- _Problem details_
Your reply should contain only the line with "let cmd = FtpCommand::MDTM;" and the lines after it through the end of the data, each written out exactly.
··· Provided information ···
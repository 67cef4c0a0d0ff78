/*
 * SPDX-License-Identifier: Apache-2.0
 * Copyright 2023-2025 ByteDance and/or its affiliates.
 */

use std::net::SocketAddr;
use std::str::FromStr;
use std::time::Duration;

use chrono::{DateTime, Utc};
use log::debug;
use tokio::io::{AsyncRead, AsyncWrite, AsyncWriteExt, BufStream};

use crate::FtpControlConfig;
use crate::entry::{self, FtpEntry, time_val};
use crate::error::{FtpCommandError, FtpRawResponseError};
use crate::feature::FtpServerFeature;
use crate::transfer::FtpTransferType;

mod response;

mod command;
pub use command::FtpCommand;

#[derive(Debug, Clone, Copy, PartialEq, Eq)]
pub(crate) enum FtpAuthStatus {
    LoggedIn,
    NeedPassword,
}

pub(crate) struct FtpControlChannel<T>
where
    T: AsyncRead + AsyncWrite,
{
    config: FtpControlConfig,
    stream: BufStream<T>,
    /// the transfer command whose end reply has not been read yet
    pending_end_reply: Option<FtpCommand>,
    closed: bool,
}

impl<T> FtpControlChannel<T>
where
    T: AsyncRead + AsyncWrite + Unpin,
{
    pub(crate) fn new(stream: T, config: FtpControlConfig) -> Self {
        FtpControlChannel {
            config,
            stream: BufStream::new(stream),
            pending_end_reply: None,
            closed: false,
        }
    }

    #[inline]
    pub(crate) fn is_closed(&self) -> bool {
        self.closed
    }

    #[inline]
    pub(crate) fn command_timeout(&self) -> Duration {
        self.config.command_timeout
    }

    #[cfg(test)]
    pub(crate) fn has_pending_transfer(&self) -> bool {
        self.pending_end_reply.is_some()
    }

    /// Read the end reply left by a previous transfer, if any.
    async fn drain_transfer_end(&mut self) -> Result<(), FtpCommandError> {
        let Some(cmd) = self.pending_end_reply.take() else {
            return Ok(());
        };

        match self.timed_read_raw_response("drain transfer end").await {
            Ok(reply) => {
                debug!("drained {} end reply for {cmd}", reply.code());
                Ok(())
            }
            Err(e) => {
                // replies can not be matched to commands any more
                self.closed = true;
                Err(e.into())
            }
        }
    }

    /// Wait for the end reply of the current transfer.
    ///
    /// In non strict mode, a timeout keeps the reply pending for the next
    /// command and a closed connection is not treated as an error.
    pub(crate) async fn wait_transfer_end(
        &mut self,
        timeout: Duration,
        strict: bool,
    ) -> Result<(), FtpCommandError> {
        let Some(cmd) = self.pending_end_reply else {
            return Ok(());
        };

        let reply = match tokio::time::timeout(timeout, self.read_raw_response()).await {
            Ok(Ok(reply)) => reply,
            Ok(Err(FtpRawResponseError::ConnectionClosed)) if !strict => {
                self.pending_end_reply = None;
                self.closed = true;
                return Ok(());
            }
            Ok(Err(e)) => {
                self.pending_end_reply = None;
                if e.is_fatal() {
                    self.closed = true;
                }
                return Err(e.into());
            }
            Err(_) => {
                return if strict {
                    Err(FtpRawResponseError::ReadResponseTimedOut("wait transfer end").into())
                } else {
                    debug!("no end reply for {cmd} yet, will drain it later");
                    Ok(())
                };
            }
        };

        self.pending_end_reply = None;
        match reply.code() {
            226 | 250 => Ok(()),
            _ => Err(reply.into_error(cmd).into()),
        }
    }

    pub(crate) async fn wait_greetings(&mut self) -> Result<(), FtpCommandError> {
        loop {
            let reply = self.read_raw_response().await?;
            return match reply.code() {
                120 => continue,
                220 => Ok(()),
                _ => Err(reply.into_error(FtpCommand::GREETING).into()),
            };
        }
    }

    pub(crate) async fn check_server_feature(
        &mut self,
    ) -> Result<FtpServerFeature, FtpCommandError> {
        let mut feature = FtpServerFeature::default();

        let cmd = FtpCommand::FEAT;
        self.send_cmd(cmd).await?;

        let reply = self.timed_read_raw_response("check server feature").await?;
        match reply.code() {
            500 | 501 | 502 => {}
            211 => {
                if let Some(lines) = reply.lines() {
                    for line in &lines[1..] {
                        if !line.starts_with(' ') {
                            break;
                        }
                        feature.parse_and_set(line.trim());
                    }
                }
            }
            _ => return Err(reply.into_error(cmd).into()),
        }

        Ok(feature)
    }

    pub(crate) async fn set_use_utf8(&mut self) -> Result<bool, FtpCommandError> {
        let cmd = FtpCommand::OPTS_UTF8_ON;
        self.send_cmd(cmd).await?;

        let reply = self.timed_read_raw_response("set use utf8").await?;
        match reply.code() {
            500 | 501 | 502 => Ok(false),
            200 => Ok(true),
            _ => Err(reply.into_error(cmd).into()),
        }
    }

    pub(crate) async fn send_username(
        &mut self,
        name: &str,
    ) -> Result<FtpAuthStatus, FtpCommandError> {
        let cmd = FtpCommand::USER;
        self.send_cmd1(cmd, name).await?;

        let reply = self.timed_read_raw_response("send username").await?;
        match reply.code() {
            230 => Ok(FtpAuthStatus::LoggedIn),
            331 => Ok(FtpAuthStatus::NeedPassword),
            _ => Err(reply.into_error(cmd).into()),
        }
    }

    pub(crate) async fn send_password(&mut self, pass: &str) -> Result<(), FtpCommandError> {
        let cmd = FtpCommand::PASS;
        self.send_cmd1(cmd, pass).await?;

        let reply = self.timed_read_raw_response("send password").await?;
        match reply.code() {
            202 | 230 => Ok(()),
            _ => Err(reply.into_error(cmd).into()),
        }
    }

    /// Send QUIT and close the connection.
    ///
    /// The server may close the connection before replying.
    pub(crate) async fn send_quit(&mut self) -> Result<(), FtpCommandError> {
        let cmd = FtpCommand::QUIT;
        let r = match self.send_cmd(cmd).await {
            Ok(_) => match self.timed_read_raw_response("send quit").await {
                Ok(reply) => match reply.code() {
                    221 => Ok(()),
                    _ => Err(reply.into_error(cmd).into()),
                },
                Err(FtpRawResponseError::ConnectionClosed) => Ok(()),
                Err(e) => Err(e.into()),
            },
            Err(FtpCommandError::SendFailed(e)) => {
                debug!("connection already gone when sending {cmd}: {e}");
                Ok(())
            }
            Err(e) => Err(e),
        };
        self.shutdown().await;
        r
    }

    async fn shutdown(&mut self) {
        self.closed = true;
        self.pending_end_reply = None;
        if let Err(e) = self.stream.shutdown().await {
            debug!("failed to shutdown control connection: {e}");
        }
    }

    pub(crate) async fn send_rein(&mut self) -> Result<(), FtpCommandError> {
        let cmd = FtpCommand::REIN;
        self.send_cmd(cmd).await?;

        loop {
            let reply = self.timed_read_raw_response("send rein").await?;
            return match reply.code() {
                120 => continue,
                220 => Ok(()),
                _ => Err(reply.into_error(cmd).into()),
            };
        }
    }

    pub(crate) async fn noop(&mut self) -> Result<(), FtpCommandError> {
        let cmd = FtpCommand::NOOP;
        self.send_cmd(cmd).await?;

        let reply = self.timed_read_raw_response("noop").await?;
        match reply.code() {
            200 => Ok(()),
            _ => Err(reply.into_error(cmd).into()),
        }
    }

    pub(crate) async fn change_dir(&mut self, path: &str) -> Result<(), FtpCommandError> {
        let cmd = FtpCommand::CWD;
        self.send_cmd1(cmd, path).await?;

        let reply = self.timed_read_raw_response("change dir").await?;
        match reply.code() {
            200 | 250 => Ok(()),
            _ => Err(reply.into_error(cmd).into()),
        }
    }

    pub(crate) async fn change_dir_to_parent(&mut self) -> Result<(), FtpCommandError> {
        let cmd = FtpCommand::CDUP;
        self.send_cmd(cmd).await?;

        let reply = self.timed_read_raw_response("change dir to parent").await?;
        match reply.code() {
            200 | 250 => Ok(()),
            _ => Err(reply.into_error(cmd).into()),
        }
    }

    pub(crate) async fn current_dir(&mut self) -> Result<String, FtpCommandError> {
        let cmd = FtpCommand::PWD;
        self.send_cmd(cmd).await?;

        let reply = self.timed_read_raw_response("current dir").await?;
        match reply.code() {
            257 => reply
                .parse_pwd_257_reply()
                .ok_or(FtpCommandError::InvalidReplySyntax(cmd, 257)),
            _ => Err(reply.into_error(cmd).into()),
        }
    }

    pub(crate) async fn request_transfer_type(
        &mut self,
        t: FtpTransferType,
    ) -> Result<(), FtpCommandError> {
        let cmd = match t {
            FtpTransferType::Ascii => FtpCommand::TYPE_A,
            FtpTransferType::Image => FtpCommand::TYPE_I,
        };
        self.send_cmd(cmd).await?;

        let reply = self
            .timed_read_raw_response("request transfer type")
            .await?;
        match reply.code() {
            200 => Ok(()),
            _ => Err(reply.into_error(cmd).into()),
        }
    }

    pub(crate) async fn request_epsv_port(&mut self) -> Result<u16, FtpCommandError> {
        let cmd = FtpCommand::EPSV;
        self.send_cmd(cmd).await?;

        let reply = self.timed_read_raw_response("request epsv port").await?;
        match reply.code() {
            229 => reply
                .parse_epsv_229_reply()
                .ok_or(FtpCommandError::InvalidReplySyntax(cmd, 229)),
            _ => Err(reply.into_error(cmd).into()),
        }
    }

    pub(crate) async fn request_pasv_addr(&mut self) -> Result<SocketAddr, FtpCommandError> {
        let cmd = FtpCommand::PASV;
        self.send_cmd(cmd).await?;

        let reply = self.timed_read_raw_response("request pasv addr").await?;
        match reply.code() {
            227 => reply
                .parse_pasv_227_reply()
                .ok_or(FtpCommandError::InvalidReplySyntax(cmd, 227)),
            _ => Err(reply.into_error(cmd).into()),
        }
    }

    pub(crate) async fn request_restart(&mut self, position: u64) -> Result<(), FtpCommandError> {
        let cmd = FtpCommand::REST;
        self.send_cmd1(cmd, &position.to_string()).await?;

        let reply = self.timed_read_raw_response("request restart").await?;
        match reply.code() {
            350 => Ok(()),
            _ => Err(reply.into_error(cmd).into()),
        }
    }

    /// Send a transfer command after the data connection has been opened.
    ///
    /// The end reply is left pending on success.
    pub(crate) async fn start_transfer(
        &mut self,
        cmd: FtpCommand,
        path: &str,
    ) -> Result<(), FtpCommandError> {
        self.send_cmd_opt(cmd, path).await?;

        let reply = self.timed_read_raw_response("start transfer").await?;
        match reply.code() {
            125 | 150 => {
                self.pending_end_reply = Some(cmd);
                Ok(())
            }
            // the transfer completed before we see the preliminary reply
            226 | 250 => Ok(()),
            _ => Err(reply.into_error(cmd).into()),
        }
    }

    pub(crate) async fn rename_from(&mut self, path: &str) -> Result<(), FtpCommandError> {
        let cmd = FtpCommand::RNFR;
        self.send_cmd1(cmd, path).await?;

        let reply = self.timed_read_raw_response("rename from").await?;
        match reply.code() {
            350 => Ok(()),
            _ => Err(reply.into_error(cmd).into()),
        }
    }

    pub(crate) async fn rename_to(&mut self, path: &str) -> Result<(), FtpCommandError> {
        let cmd = FtpCommand::RNTO;
        self.send_cmd1(cmd, path).await?;

        let reply = self.timed_read_raw_response("rename to").await?;
        match reply.code() {
            250 => Ok(()),
            _ => Err(reply.into_error(cmd).into()),
        }
    }

    pub(crate) async fn delete_file(&mut self, path: &str) -> Result<(), FtpCommandError> {
        let cmd = FtpCommand::DELE;
        self.send_cmd1(cmd, path).await?;

        let reply = self.timed_read_raw_response("delete file").await?;
        match reply.code() {
            250 => Ok(()),
            _ => Err(reply.into_error(cmd).into()),
        }
    }

    pub(crate) async fn make_dir(&mut self, path: &str) -> Result<(), FtpCommandError> {
        let cmd = FtpCommand::MKD;
        self.send_cmd1(cmd, path).await?;

        let reply = self.timed_read_raw_response("make dir").await?;
        match reply.code() {
            250 | 257 => Ok(()),
            _ => Err(reply.into_error(cmd).into()),
        }
    }

    pub(crate) async fn remove_dir(&mut self, path: &str) -> Result<(), FtpCommandError> {
        let cmd = FtpCommand::RMD;
        self.send_cmd1(cmd, path).await?;

        let reply = self.timed_read_raw_response("remove dir").await?;
        match reply.code() {
            250 => Ok(()),
            _ => Err(reply.into_error(cmd).into()),
        }
    }

    pub(crate) async fn request_size(&mut self, path: &str) -> Result<u64, FtpCommandError> {
        let cmd = FtpCommand::SIZE;
        self.send_cmd1(cmd, path).await?;

        let reply = self.timed_read_raw_response("request size").await?;
        match reply.code() {
            213 => reply
                .line_trimmed()
                .and_then(|s| u64::from_str(s).ok())
                .ok_or(FtpCommandError::InvalidReplySyntax(cmd, 213)),
            _ => Err(reply.into_error(cmd).into()),
        }
    }

    pub(crate) async fn request_mtime(
        &mut self,
        path: &str,
    ) -> Result<DateTime<Utc>, FtpCommandError> {
        let cmd = FtpCommand::MDTM;
        self.send_cmd1(cmd, path).await?;

        let reply = self.timed_read_raw_response("request mtime").await?;
        match reply.code() {
            213 => reply
                .line_trimmed()
                .and_then(|s| time_val::parse_from_str(s).ok())
                .ok_or(FtpCommandError::InvalidReplySyntax(cmd, 213)),
            _ => Err(reply.into_error(cmd).into()),
        }
    }

    pub(crate) async fn request_mlst(&mut self, path: &str) -> Result<FtpEntry, FtpCommandError> {
        let cmd = FtpCommand::MLST;
        self.send_cmd_opt(cmd, path).await?;

        let reply = self.timed_read_raw_response("request mlst").await?;
        match reply.code() {
            250 => {
                if let Some(lines) = reply.lines() {
                    if lines.len() >= 3 {
                        if let Ok(entry) = entry::parse_facts_line(lines[1].trim_start()) {
                            return Ok(entry);
                        }
                    }
                }
                Err(FtpCommandError::InvalidReplySyntax(cmd, 250))
            }
            _ => Err(reply.into_error(cmd).into()),
        }
    }
}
···
- _Output of the task_
        let cmd = FtpCommand::MDTM;
        self.send_cmd1(cmd, path).await?;

        let reply = self.timed_read_raw_response("request mtime").await?;
        match reply.code() {
            213 => reply
                .line_trimmed()
                .and_then(|s| time_val::parse_from_str(s).ok())
                .ok_or(FtpCommandError::InvalidReplySyntax(cmd, 213)),
            _ => Err(reply.into_error(cmd).into()),
        }
    }

    pub(crate) async fn request_mlst(&mut self, path: &str) -> Result<FtpEntry, FtpCommandError> {
        let cmd = FtpCommand::MLST;
        self.send_cmd_opt(cmd, path).await?;

        let reply = self.timed_read_raw_response("request mlst").await?;
        match reply.code() {
            250 => {
                if let Some(lines) = reply.lines() {
                    if lines.len() >= 3 {
                        if let Ok(entry) = entry::parse_facts_line(lines[1].trim_start()) {
                            return Ok(entry);
                        }
                    }
                }
                Err(FtpCommandError::InvalidReplySyntax(cmd, 250))
            }
            _ => Err(reply.into_error(cmd).into()),
        }
    }
}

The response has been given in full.